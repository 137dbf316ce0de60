pub mod logging;

use clap::{
    builder::styling::{AnsiColor, Effects, Styles},
    Arg, ColorChoice, Command,
};

pub const ARG_API_URL: &str = "api-url";
pub const ARG_TIMEOUT: &str = "timeout";
pub const ARG_REDIRECT_DELAY: &str = "redirect-delay";
pub const ARG_EMAIL: &str = "email";

#[must_use]
pub fn new() -> Command {
    let styles = Styles::styled()
        .header(AnsiColor::Yellow.on_default() | Effects::BOLD)
        .usage(AnsiColor::Green.on_default() | Effects::BOLD)
        .literal(AnsiColor::Blue.on_default() | Effects::BOLD)
        .placeholder(AnsiColor::Green.on_default());

    let command = Command::new("passreset")
        .about(env!("CARGO_PKG_DESCRIPTION"))
        .version(env!("CARGO_PKG_VERSION"))
        .color(ColorChoice::Auto)
        .styles(styles)
        .arg(
            Arg::new(ARG_API_URL)
                .short('u')
                .long("api-url")
                .help("Base URL of the password reset API, example: https://app.example.com")
                .env("PASSRESET_API_URL")
                .required(true),
        )
        .arg(
            Arg::new(ARG_TIMEOUT)
                .long("timeout")
                .help("Request timeout in seconds")
                .default_value("10")
                .env("PASSRESET_TIMEOUT")
                .value_parser(clap::value_parser!(u64).range(1..)),
        )
        .arg(
            Arg::new(ARG_REDIRECT_DELAY)
                .long("redirect-delay")
                .help("Delay in milliseconds before redirecting to login after a successful reset")
                .default_value("2000")
                .env("PASSRESET_REDIRECT_DELAY_MS")
                .value_parser(clap::value_parser!(u64)),
        )
        .arg(
            Arg::new(ARG_EMAIL)
                .short('e')
                .long("email")
                .help("Pre-fill the email address")
                .env("PASSRESET_EMAIL"),
        );

    logging::with_args(command)
}
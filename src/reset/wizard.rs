//! Async driver around [`ResetFlow`]. It feeds user input into the flow, runs
//! the resulting effects against the API and navigator, and feeds completions
//! back. At most one request is outstanding at a time.

use crate::{
    api::ResetApi,
    reset::{
        flow::{Effect, Event, ResetFlow},
        navigator::Navigator,
        redirect::{ScheduledRedirect, DEFAULT_REDIRECT_DELAY},
        state::{Status, Step, WizardState},
    },
};
use secrecy::SecretString;
use std::{sync::Arc, time::Duration};
use tracing::{debug, info};

pub struct Wizard<A, N: ?Sized> {
    flow: ResetFlow,
    api: A,
    navigator: Arc<N>,
    redirect: Option<ScheduledRedirect>,
}

impl<A, N> Wizard<A, N>
where
    A: ResetApi,
    N: Navigator + ?Sized + 'static,
{
    pub fn new(api: A, navigator: Arc<N>) -> Self {
        Self::with_redirect_delay(api, navigator, DEFAULT_REDIRECT_DELAY)
    }

    pub fn with_redirect_delay(api: A, navigator: Arc<N>, redirect_delay: Duration) -> Self {
        Self {
            flow: ResetFlow::new(redirect_delay),
            api,
            navigator,
            redirect: None,
        }
    }

    #[must_use]
    pub const fn state(&self) -> &WizardState {
        self.flow.state()
    }

    #[must_use]
    pub const fn step(&self) -> Step {
        self.flow.step()
    }

    #[must_use]
    pub const fn status(&self) -> Option<&Status> {
        self.flow.status()
    }

    #[must_use]
    pub fn is_submitting(&self) -> bool {
        self.flow.is_submitting()
    }

    /// True while the post-reset redirect is scheduled but has not fired.
    #[must_use]
    pub fn redirect_pending(&self) -> bool {
        self.redirect
            .as_ref()
            .is_some_and(|redirect| !redirect.is_finished())
    }

    pub fn set_email(&mut self, email: impl Into<String>) {
        self.flow.handle(Event::EmailChanged(email.into()));
    }

    pub fn set_otp_code(&mut self, otp_code: impl Into<String>) {
        self.flow.handle(Event::OtpChanged(otp_code.into()));
    }

    pub fn set_new_password(&mut self, password: SecretString) {
        self.flow.handle(Event::NewPasswordChanged(password));
    }

    pub fn set_confirm_password(&mut self, password: SecretString) {
        self.flow.handle(Event::ConfirmPasswordChanged(password));
    }

    pub async fn submit(&mut self) {
        self.dispatch(Event::Submit).await;
    }

    pub async fn resend(&mut self) {
        self.dispatch(Event::Resend).await;
    }

    pub async fn back(&mut self) {
        self.dispatch(Event::Back).await;
    }

    /// Hands an event to the flow and runs effects until the flow settles.
    pub async fn dispatch(&mut self, event: Event) {
        let mut next = self.flow.handle(event);
        while let Some(effect) = next {
            next = self.run(effect).await;
        }
    }

    /// Cancels the scheduled redirect, if any. Dropping the wizard does the same.
    pub fn teardown(&mut self) {
        if let Some(redirect) = self.redirect.take() {
            redirect.cancel();
        }
    }

    async fn run(&mut self, effect: Effect) -> Option<Effect> {
        match effect {
            Effect::SendCode { request, resend } => {
                debug!(resend, "requesting verification code");
                let result = self.api.request_code(&request).await;
                self.flow.handle(Event::CodeSent { resend, result })
            }
            Effect::VerifyCode(request) => {
                debug!("verifying code");
                let result = self.api.verify_code(&request).await;
                self.flow.handle(Event::CodeVerified(result))
            }
            Effect::ResetPassword(request) => {
                debug!("resetting password");
                let result = self.api.reset_password(&request).await;
                self.flow.handle(Event::PasswordReset(result))
            }
            Effect::Navigate { route, context } => {
                info!(%route, "navigating");
                self.navigator.navigate(route, context);
                None
            }
            Effect::ScheduleRedirect {
                route,
                context,
                delay,
            } => {
                let redirect =
                    ScheduledRedirect::spawn(Arc::clone(&self.navigator), route, context, delay);
                // Replacing an older guard cancels it.
                self.redirect = Some(redirect);
                None
            }
        }
    }
}

#[cfg(test)]
mod tests {
    use super::*;
    use crate::{
        api::{ApiError, PasswordResetRequest, ResetRequest, VerifyRequest},
        reset::{
            flow::LOGIN_MESSAGE,
            navigator::{testing::RecordingNavigator, Route},
            state::StatusKind,
        },
    };
    use secrecy::ExposeSecret;
    use std::sync::Mutex;
    use tokio::time::sleep;

    #[derive(Debug, Clone, PartialEq, Eq)]
    enum Call {
        Request(String),
        Verify(String, String),
        Reset(String, String, String),
    }

    /// In-memory API with scripted responses.
    #[derive(Default)]
    struct FakeApi {
        calls: Mutex<Vec<Call>>,
        request_result: Mutex<Option<Result<(), ApiError>>>,
        verify_result: Mutex<Option<Result<String, ApiError>>>,
        reset_result: Mutex<Option<Result<(), ApiError>>>,
    }

    impl FakeApi {
        fn succeeding(token: &str) -> Self {
            let api = Self::default();
            *api.verify_result.lock().unwrap() = Some(Ok(token.to_string()));
            api
        }

        fn calls(&self) -> Vec<Call> {
            self.calls.lock().unwrap().clone()
        }

        fn fail_request(&self, err: ApiError) {
            *self.request_result.lock().unwrap() = Some(Err(err));
        }

        fn fail_reset(&self, err: ApiError) {
            *self.reset_result.lock().unwrap() = Some(Err(err));
        }
    }

    impl ResetApi for &FakeApi {
        async fn request_code(&self, request: &PasswordResetRequest) -> Result<(), ApiError> {
            self.calls
                .lock()
                .unwrap()
                .push(Call::Request(request.email.clone()));
            self.request_result.lock().unwrap().clone().unwrap_or(Ok(()))
        }

        async fn verify_code(&self, request: &VerifyRequest) -> Result<SecretString, ApiError> {
            self.calls.lock().unwrap().push(Call::Verify(
                request.email.clone(),
                request.otp_code.clone(),
            ));
            self.verify_result
                .lock()
                .unwrap()
                .clone()
                .unwrap_or_else(|| Ok("token".to_string()))
                .map(SecretString::from)
        }

        async fn reset_password(&self, request: &ResetRequest) -> Result<(), ApiError> {
            self.calls.lock().unwrap().push(Call::Reset(
                request.reset_token.expose_secret().to_string(),
                request.email.clone(),
                request.new_password.expose_secret().to_string(),
            ));
            self.reset_result.lock().unwrap().clone().unwrap_or(Ok(()))
        }
    }

    fn secret(value: &str) -> SecretString {
        SecretString::from(value.to_string())
    }

    #[tokio::test(start_paused = true)]
    async fn full_reset_flow_redirects_to_login() {
        let api = FakeApi::succeeding("abc");
        let navigator = Arc::new(RecordingNavigator::default());
        let mut wizard = Wizard::new(&api, Arc::clone(&navigator));

        wizard.set_email("user@example.com");
        wizard.submit().await;
        assert_eq!(wizard.step(), Step::Verify);
        assert_eq!(
            wizard.status().map(|status| status.kind),
            Some(StatusKind::Success)
        );

        wizard.set_otp_code("123456");
        wizard.submit().await;
        assert_eq!(wizard.step(), Step::Reset);
        assert_eq!(
            wizard
                .state()
                .reset_token()
                .map(|token| token.expose_secret().to_string()),
            Some("abc".to_string())
        );

        wizard.set_new_password(secret("Passw0rd!"));
        wizard.set_confirm_password(secret("Passw0rd!"));
        wizard.submit().await;
        assert_eq!(wizard.step(), Step::Complete);
        assert!(wizard.redirect_pending());
        assert!(navigator.calls().is_empty());

        sleep(Duration::from_millis(1900)).await;
        assert!(navigator.calls().is_empty());

        sleep(Duration::from_millis(200)).await;
        let calls = navigator.calls();
        assert_eq!(calls.len(), 1);
        assert_eq!(calls[0].route, Route::Login);
        assert_eq!(calls[0].context.email.as_deref(), Some("user@example.com"));
        assert_eq!(calls[0].context.message.as_deref(), Some(LOGIN_MESSAGE));
        assert!(!wizard.redirect_pending());

        assert_eq!(
            api.calls(),
            vec![
                Call::Request("user@example.com".to_string()),
                Call::Verify("user@example.com".to_string(), "123456".to_string()),
                Call::Reset(
                    "abc".to_string(),
                    "user@example.com".to_string(),
                    "Passw0rd!".to_string()
                ),
            ]
        );

        // Exactly one navigation, even long after.
        sleep(Duration::from_secs(10)).await;
        assert_eq!(navigator.calls().len(), 1);
    }

    #[tokio::test]
    async fn validation_failures_issue_no_requests() {
        let api = FakeApi::default();
        let navigator = Arc::new(RecordingNavigator::default());
        let mut wizard = Wizard::new(&api, Arc::clone(&navigator));

        wizard.set_email("bad-email");
        wizard.submit().await;
        assert_eq!(wizard.step(), Step::Request);
        assert_eq!(
            wizard.status().map(|status| status.text.as_str()),
            Some("Please enter a valid email address")
        );
        assert!(api.calls().is_empty());

        wizard.set_email("user@example.com");
        wizard.submit().await;
        wizard.set_otp_code("12a45");
        wizard.submit().await;
        assert_eq!(wizard.step(), Step::Verify);
        assert_eq!(
            wizard.status().map(|status| status.text.as_str()),
            Some("OTP code must be 6 digits")
        );
        assert_eq!(api.calls().len(), 1);
    }

    #[tokio::test]
    async fn api_failure_leaves_wizard_idle_on_same_step() {
        let api = FakeApi::default();
        api.fail_request(ApiError::Timeout("Request timed out.".to_string()));
        let navigator = Arc::new(RecordingNavigator::default());
        let mut wizard = Wizard::new(&api, Arc::clone(&navigator));

        wizard.set_email("user@example.com");
        wizard.submit().await;

        assert_eq!(wizard.step(), Step::Request);
        assert!(!wizard.is_submitting());
        assert_eq!(
            wizard.status().map(|status| status.text.as_str()),
            Some("Unable to send verification code. Please try again.")
        );
    }

    #[tokio::test]
    async fn resend_repeats_request() {
        let api = FakeApi::default();
        let navigator = Arc::new(RecordingNavigator::default());
        let mut wizard = Wizard::new(&api, Arc::clone(&navigator));

        wizard.set_email("user@example.com");
        wizard.submit().await;
        wizard.resend().await;

        assert_eq!(wizard.step(), Step::Verify);
        assert_eq!(
            api.calls(),
            vec![
                Call::Request("user@example.com".to_string()),
                Call::Request("user@example.com".to_string()),
            ]
        );
    }

    #[tokio::test]
    async fn back_from_request_navigates_immediately() {
        let api = FakeApi::default();
        let navigator = Arc::new(RecordingNavigator::default());
        let mut wizard = Wizard::new(&api, Arc::clone(&navigator));

        wizard.back().await;

        let calls = navigator.calls();
        assert_eq!(calls.len(), 1);
        assert_eq!(calls[0].route, Route::Login);
        assert_eq!(calls[0].context.email, None);
        assert!(api.calls().is_empty());
    }

    #[tokio::test]
    async fn back_from_verify_returns_to_request() {
        let api = FakeApi::default();
        let navigator = Arc::new(RecordingNavigator::default());
        let mut wizard = Wizard::new(&api, Arc::clone(&navigator));

        wizard.set_email("user@example.com");
        wizard.submit().await;
        assert!(wizard.status().is_some());

        wizard.back().await;
        assert_eq!(wizard.step(), Step::Request);
        assert!(wizard.status().is_none());
        assert!(navigator.calls().is_empty());
    }

    #[tokio::test(start_paused = true)]
    async fn teardown_suppresses_redirect() {
        let api = FakeApi::default();
        let navigator = Arc::new(RecordingNavigator::default());
        let mut wizard = Wizard::new(&api, Arc::clone(&navigator));

        wizard.set_email("user@example.com");
        wizard.submit().await;
        wizard.set_otp_code("123456");
        wizard.submit().await;
        wizard.set_new_password(secret("Passw0rd!"));
        wizard.set_confirm_password(secret("Passw0rd!"));
        wizard.submit().await;
        assert!(wizard.redirect_pending());

        sleep(Duration::from_secs(1)).await;
        wizard.teardown();
        sleep(Duration::from_secs(5)).await;

        assert!(navigator.calls().is_empty());
        assert!(!wizard.redirect_pending());
    }

    #[tokio::test(start_paused = true)]
    async fn dropping_wizard_suppresses_redirect() {
        let api = FakeApi::default();
        let navigator = Arc::new(RecordingNavigator::default());
        {
            let mut wizard = Wizard::new(&api, Arc::clone(&navigator));
            wizard.set_email("user@example.com");
            wizard.submit().await;
            wizard.set_otp_code("123456");
            wizard.submit().await;
            wizard.set_new_password(secret("Passw0rd!"));
            wizard.set_confirm_password(secret("Passw0rd!"));
            wizard.submit().await;
            assert_eq!(wizard.step(), Step::Complete);
        }

        sleep(Duration::from_secs(5)).await;
        assert!(navigator.calls().is_empty());
    }

    #[tokio::test]
    async fn reset_rejection_keeps_token_for_retry() {
        let api = FakeApi::succeeding("abc");
        api.fail_reset(ApiError::Http {
            status: 400,
            message: Some("Password is too common".to_string()),
        });
        let navigator = Arc::new(RecordingNavigator::default());
        let mut wizard = Wizard::new(&api, Arc::clone(&navigator));

        wizard.set_email("user@example.com");
        wizard.submit().await;
        wizard.set_otp_code("123456");
        wizard.submit().await;
        wizard.set_new_password(secret("Passw0rd!"));
        wizard.set_confirm_password(secret("Passw0rd!"));
        wizard.submit().await;

        assert_eq!(wizard.step(), Step::Reset);
        assert!(!wizard.redirect_pending());
        assert_eq!(
            wizard.status().map(|status| status.text.as_str()),
            Some("Password is too common")
        );
        assert!(wizard.state().reset_token().is_some());
    }
}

**Exercise requirements**
Every line above with the string "ResetFlow" in it needs to be copied.

**Exercise result**
//! Async driver around [`ResetFlow`]. It feeds user input into the flow, runs
        flow::{Effect, Event, ResetFlow},
    flow: ResetFlow,
            flow: ResetFlow::new(redirect_delay),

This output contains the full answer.